**Task item**.
An exact transcription of all the data is the expected reply.

**Entries shown**.
//! Integration test: Configuration utilities
//!
//! Tests the bin_common configuration loading functionality.

use linkwire_tools::bin_common::{load_config_from_env, load_settings, ConfigType};
use std::env;
use std::io::Write;
use std::time::Duration;

#[test]
fn test_connection_config_default() {
    // Clear env var to test default
    env::remove_var("LINKWIRE_CONFIG_PATH");

    let config_path = load_config_from_env(ConfigType::Connection);
    assert_eq!(config_path.to_str().unwrap(), "config/linkwire.yaml");
}

#[test]
fn test_custom_config() {
    let custom = ConfigType::Custom("custom/path.yaml".to_string());
    let config_path = load_config_from_env(custom);

    assert_eq!(config_path.to_str().unwrap(), "custom/path.yaml");
}

#[test]
fn test_missing_file_uses_defaults() {
    let path = env::temp_dir().join("linkwire-tools-does-not-exist.yaml");
    let settings = load_settings(&path).unwrap();

    assert_eq!(settings.connect_timeout(), Duration::from_secs(10));
    assert!(settings.handshake);
}

#[test]
fn test_settings_file_is_read() {
    let path = env::temp_dir().join(format!("linkwire-tools-{}.yaml", std::process::id()));
    let mut file = std::fs::File::create(&path).unwrap();
    writeln!(file, "connect_timeout_ms: 1500").unwrap();
    writeln!(file, "handshake: false").unwrap();
    drop(file);

    let settings = load_settings(&path).unwrap();
    std::fs::remove_file(&path).unwrap();

    assert_eq!(settings.connect_timeout(), Duration::from_millis(1500));
    assert!(!settings.handshake);
}

#[test]
fn test_invalid_settings_file_is_error() {
    let path = env::temp_dir().join(format!("linkwire-tools-bad-{}.yaml", std::process::id()));
    std::fs::write(&path, "receive_buffer_size: 0\n").unwrap();

    let result = load_settings(&path);
    std::fs::remove_file(&path).unwrap();

    assert!(result.is_err());
}
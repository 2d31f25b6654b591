use chrono::Utc;
use clap::{Parser, Subcommand};
use std::path::PathBuf;
use tenderdoc_core::{
    discover_documents, index_documents, Answer, AnswerSynthesizer, ChatCompletionClient,
    ChatCompletionConfig, ExtractorSet, HybridRetriever, IndexingOptions, QdrantChunkStore,
    RetrievalOptions, TagExtractor, DEFAULT_COLLECTION, DEFAULT_TOP_K,
};
use tracing::{info, warn};
use tracing_subscriber::{fmt, prelude::*, EnvFilter};

#[derive(Parser)]
#[command(name = "tenderdoc", version)]
struct Cli {
    #[command(subcommand)]
    command: Command,

    /// Qdrant base URL
    #[arg(long, env = "TENDERDOC_QDRANT_URL", default_value = "http://localhost:6333")]
    qdrant_url: String,

    /// Collection holding the chunk records
    #[arg(long, env = "TENDERDOC_COLLECTION", default_value = DEFAULT_COLLECTION)]
    collection: String,

    /// OpenAI-compatible chat completions endpoint
    #[arg(
        long,
        env = "TENDERDOC_LLM_ENDPOINT",
        default_value = tenderdoc_core::llm::DEFAULT_CHAT_ENDPOINT
    )]
    llm_endpoint: String,

    /// Chat model used for tags and answers
    #[arg(
        long,
        env = "TENDERDOC_LLM_MODEL",
        default_value = tenderdoc_core::llm::DEFAULT_CHAT_MODEL
    )]
    llm_model: String,

    /// API key for the chat endpoint
    #[arg(long, env = "MISTRAL_API_KEY", hide_env_values = true)]
    api_key: Option<String>,
}

#[derive(Subcommand)]
enum Command {
    /// Rebuild the collection from the given documents.
    Index {
        /// Documents to index (pdf, docx, txt, md).
        paths: Vec<PathBuf>,
        /// Also index every supported document under this folder.
        #[arg(long)]
        folder: Option<PathBuf>,
    },
    /// Print the chunks retrieved for a question.
    Search {
        query: String,
        #[arg(long, default_value_t = DEFAULT_TOP_K)]
        top_k: usize,
        /// Print the extracted tags and the retrieval branch.
        #[arg(long, default_value_t = false)]
        explain: bool,
    },
    /// Answer a question from the indexed documents.
    Ask {
        query: String,
        #[arg(long, default_value_t = DEFAULT_TOP_K)]
        top_k: usize,
    },
}

#[tokio::main]
async fn main() -> anyhow::Result<()> {
    tracing_subscriber::registry()
        .with(EnvFilter::try_from_default_env().unwrap_or_else(|_| EnvFilter::new("info")))
        .with(fmt::layer())
        .init();

    let cli = Cli::parse();
    info!(
        version = env!("CARGO_PKG_VERSION"),
        started_at = %Utc::now().to_rfc3339(),
        "tenderdoc boot"
    );

    if cli.api_key.is_none() {
        warn!("MISTRAL_API_KEY is not set, model calls will fail");
    }
    let model = ChatCompletionClient::new(ChatCompletionConfig {
        endpoint: cli.llm_endpoint.clone(),
        api_key: cli.api_key.clone(),
        model: cli.llm_model.clone(),
    })?;
    let tagger = TagExtractor::new(model.clone());
    let mut store = QdrantChunkStore::new(&cli.qdrant_url);

    match cli.command {
        Command::Index { mut paths, folder } => {
            let extractors = ExtractorSet::default();
            if let Some(folder) = &folder {
                paths.extend(discover_documents(folder, &extractors));
            }
            if paths.is_empty() {
                anyhow::bail!("nothing to index: pass document paths or --folder");
            }

            let options = IndexingOptions {
                collection: cli.collection,
                ..IndexingOptions::default()
            };
            let report = index_documents(&mut store, &tagger, &extractors, &paths, &options).await?;

            for document in &report.documents {
                println!(
                    "{} chunks={} tags={}",
                    document.source,
                    document.chunk_count,
                    document.tags.join(";")
                );
            }
            for skipped in &report.skipped_files {
                println!("skipped {}: {}", skipped.path.display(), skipped.reason);
            }
            println!(
                "{} chunks indexed into {} at {}",
                report.total_chunks,
                report.collection,
                report.indexed_at.to_rfc3339()
            );
        }
        Command::Search {
            query,
            top_k,
            explain,
        } => {
            let options = RetrievalOptions {
                collection: cli.collection,
                top_k,
            };
            let result = HybridRetriever::with_options(&store, &tagger, options)
                .retrieve(&query)
                .await?;

            if explain {
                println!("tags: {}", result.tags.join(", "));
                println!("branch: {:?}", result.branch);
            }
            if result.is_empty() {
                println!("no relevant chunk found");
            }
            for (rank, hit) in result.hits.iter().enumerate() {
                println!(
                    "TOP {} | score={:.4} | source={} | page={}",
                    rank + 1,
                    hit.score,
                    hit.source,
                    hit.page
                );
                println!("{}\n", hit.text);
            }
        }
        Command::Ask { query, top_k } => {
            let options = RetrievalOptions {
                collection: cli.collection,
                top_k,
            };
            let retriever = HybridRetriever::with_options(&store, &tagger, options);
            let answer = AnswerSynthesizer::new(retriever, &model).answer(&query).await?;

            println!("{}", answer.text());
            if let Answer::Generated { hits, .. } = &answer {
                println!();
                for hit in hits {
                    println!("source: {} (page {}, score {:.4})", hit.source, hit.page, hit.score);
                }
            }
        }
    }

    Ok(())
}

**Exercise solution**.
//! Integration test: Configuration utilities
//!
//! Tests the bin_common configuration loading functionality.

use linkwire_tools::bin_common::{load_config_from_env, load_settings, ConfigType};
use std::env;
use std::io::Write;
use std::time::Duration;

#[test]
fn test_connection_config_default() {
    // Clear env var to test default
    env::remove_var("LINKWIRE_CONFIG_PATH");

    let config_path = load_config_from_env(ConfigType::Connection);
    assert_eq!(config_path.to_str().unwrap(), "config/linkwire.yaml");
}

#[test]
fn test_custom_config() {
    let custom = ConfigType::Custom("custom/path.yaml".to_string());
    let config_path = load_config_from_env(custom);

    assert_eq!(config_path.to_str().unwrap(), "custom/path.yaml");
}

#[test]
fn test_missing_file_uses_defaults() {
    let path = env::temp_dir().join("linkwire-tools-does-not-exist.yaml");
    let settings = load_settings(&path).unwrap();

    assert_eq!(settings.connect_timeout(), Duration::from_secs(10));
    assert!(settings.handshake);
}

#[test]
fn test_settings_file_is_read() {
    let path = env::temp_dir().join(format!("linkwire-tools-{}.yaml", std::process::id()));
    let mut file = std::fs::File::create(&path).unwrap();
    writeln!(file, "connect_timeout_ms: 1500").unwrap();
    writeln!(file, "handshake: false").unwrap();
    drop(file);

    let settings = load_settings(&path).unwrap();
    std::fs::remove_file(&path).unwrap();

    assert_eq!(settings.connect_timeout(), Duration::from_millis(1500));
    assert!(!settings.handshake);
}

#[test]
fn test_invalid_settings_file_is_error() {
    let path = env::temp_dir().join(format!("linkwire-tools-bad-{}.yaml", std::process::id()));
    std::fs::write(&path, "receive_buffer_size: 0\n").unwrap();

    let result = load_settings(&path);
    std::fs::remove_file(&path).unwrap();

    assert!(result.is_err());
}
repository 2d31f25b6654b591
use chrono::Utc;
use clap::{Parser, Subcommand};
use std::path::PathBuf;
use tenderdoc_core::{
    discover_documents, index_documents, Answer, AnswerSynthesizer, ChatCompletionClient,
    ChatCompletionConfig, ExtractorSet, HybridRetriever, IndexingOptions, QdrantChunkStore,
    RetrievalOptions, TagExtractor, DEFAULT_COLLECTION, DEFAULT_TOP_K,
};
use tracing::{info, warn};
use tracing_subscriber::{fmt, prelude::*, EnvFilter};

#[derive(Parser)]
#[command(name = "tenderdoc", version)]
struct Cli {
    #[command(subcommand)]
    command: Command,

    /// Qdrant base URL
    #[arg(long, env = "TENDERDOC_QDRANT_URL", default_value = "http://localhost:6333")]
    qdrant_url: String,

    /// Collection holding the chunk records
    #[arg(long, env = "TENDERDOC_COLLECTION", default_value = DEFAULT_COLLECTION)]
    collection: String,

    /// OpenAI-compatible chat completions endpoint
    #[arg(
        long,
        env = "TENDERDOC_LLM_ENDPOINT",
        default_value = tenderdoc_core::llm::DEFAULT_CHAT_ENDPOINT
    )]
    llm_endpoint: String,

    /// Chat model used for tags and answers
    #[arg(
        long,
        env = "TENDERDOC_LLM_MODEL",
        default_value = tenderdoc_core::llm::DEFAULT_CHAT_MODEL
    )]
    llm_model: String,

    /// API key for the chat endpoint
    #[arg(long, env = "MISTRAL_API_KEY", hide_env_values = true)]
    api_key: Option<String>,
}

#[derive(Subcommand)]
enum Command {
    /// Rebuild the collection from the given documents.
    Index {
        /// Documents to index (pdf, docx, txt, md).
        paths: Vec<PathBuf>,
        /// Also index every supported document under this folder.
        #[arg(long)]
        folder: Option<PathBuf>,
    },
    /// Print the chunks retrieved for a question.
    Search {
        query: String,
        #[arg(long, default_value_t = DEFAULT_TOP_K)]
        top_k: usize,
        /// Print the extracted tags and the retrieval branch.
        #[arg(long, default_value_t = false)]
        explain: bool,
    },
    /// Answer a question from the indexed documents.
    Ask {
        query: String,
        #[arg(long, default_value_t = DEFAULT_TOP_K)]
        top_k: usize,
    },
}

#[tokio::main]
async fn main() -> anyhow::Result<()> {
    tracing_subscriber::registry()
        .with(EnvFilter::try_from_default_env().unwrap_or_else(|_| EnvFilter::new("info")))
        .with(fmt::layer())
        .init();

    let cli = Cli::parse();
    info!(
        version = env!("CARGO_PKG_VERSION"),
        started_at = %Utc::now().to_rfc3339(),
        "tenderdoc boot"
    );

    if cli.api_key.is_none() {
        warn!("MISTRAL_API_KEY is not set, model calls will fail");
    }
    let model = ChatCompletionClient::new(ChatCompletionConfig {
        endpoint: cli.llm_endpoint.clone(),
        api_key: cli.api_key.clone(),
        model: cli.llm_model.clone(),
    })?;
    let tagger = TagExtractor::new(model.clone());
    let mut store = QdrantChunkStore::new(&cli.qdrant_url);

    match cli.command {
        Command::Index { mut paths, folder } => {
            let extractors = ExtractorSet::default();
            if let Some(folder) = &folder {
                paths.extend(discover_documents(folder, &extractors));
            }
            if paths.is_empty() {
                anyhow::bail!("nothing to index: pass document paths or --folder");
            }

            let options = IndexingOptions {
                collection: cli.collection,
                ..IndexingOptions::default()
            };
            let report = index_documents(&mut store, &tagger, &extractors, &paths, &options).await?;

            for document in &report.documents {
                println!(
                    "{} chunks={} tags={}",
                    document.source,
                    document.chunk_count,
                    document.tags.join(";")
                );
            }
            for skipped in &report.skipped_files {
                println!("skipped {}: {}", skipped.path.display(), skipped.reason);
            }
            println!(
                "{} chunks indexed into {} at {}",
                report.total_chunks,
                report.collection,
                report.indexed_at.to_rfc3339()
            );
        }
        Command::Search {
            query,
            top_k,
            explain,
        } => {
            let options = RetrievalOptions {
                collection: cli.collection,
                top_k,
            };
            let result = HybridRetriever::with_options(&store, &tagger, options)
                .retrieve(&query)
                .await?;

            if explain {
                println!("tags: {}", result.tags.join(", "));
                println!("branch: {:?}", result.branch);
            }
            if result.is_empty() {
                println!("no relevant chunk found");
            }
            for (rank, hit) in result.hits.iter().enumerate() {
                println!(
                    "TOP {} | score={:.4} | source={} | page={}",
                    rank + 1,
                    hit.score,
                    hit.source,
                    hit.page
                );
                println!("{}\n", hit.text);
            }
        }
        Command::Ask { query, top_k } => {
            let options = RetrievalOptions {
                collection: cli.collection,
                top_k,
            };
            let retriever = HybridRetriever::with_options(&store, &tagger, options);
            let answer = AnswerSynthesizer::new(retriever, &model).answer(&query).await?;

            println!("{}", answer.text());
            if let Answer::Generated { hits, .. } = &answer {
                println!();
                for hit in hits {
                    println!("source: {} (page {}, score {:.4})", hit.source, hit.page, hit.score);
                }
            }
        }
    }

    Ok(())
}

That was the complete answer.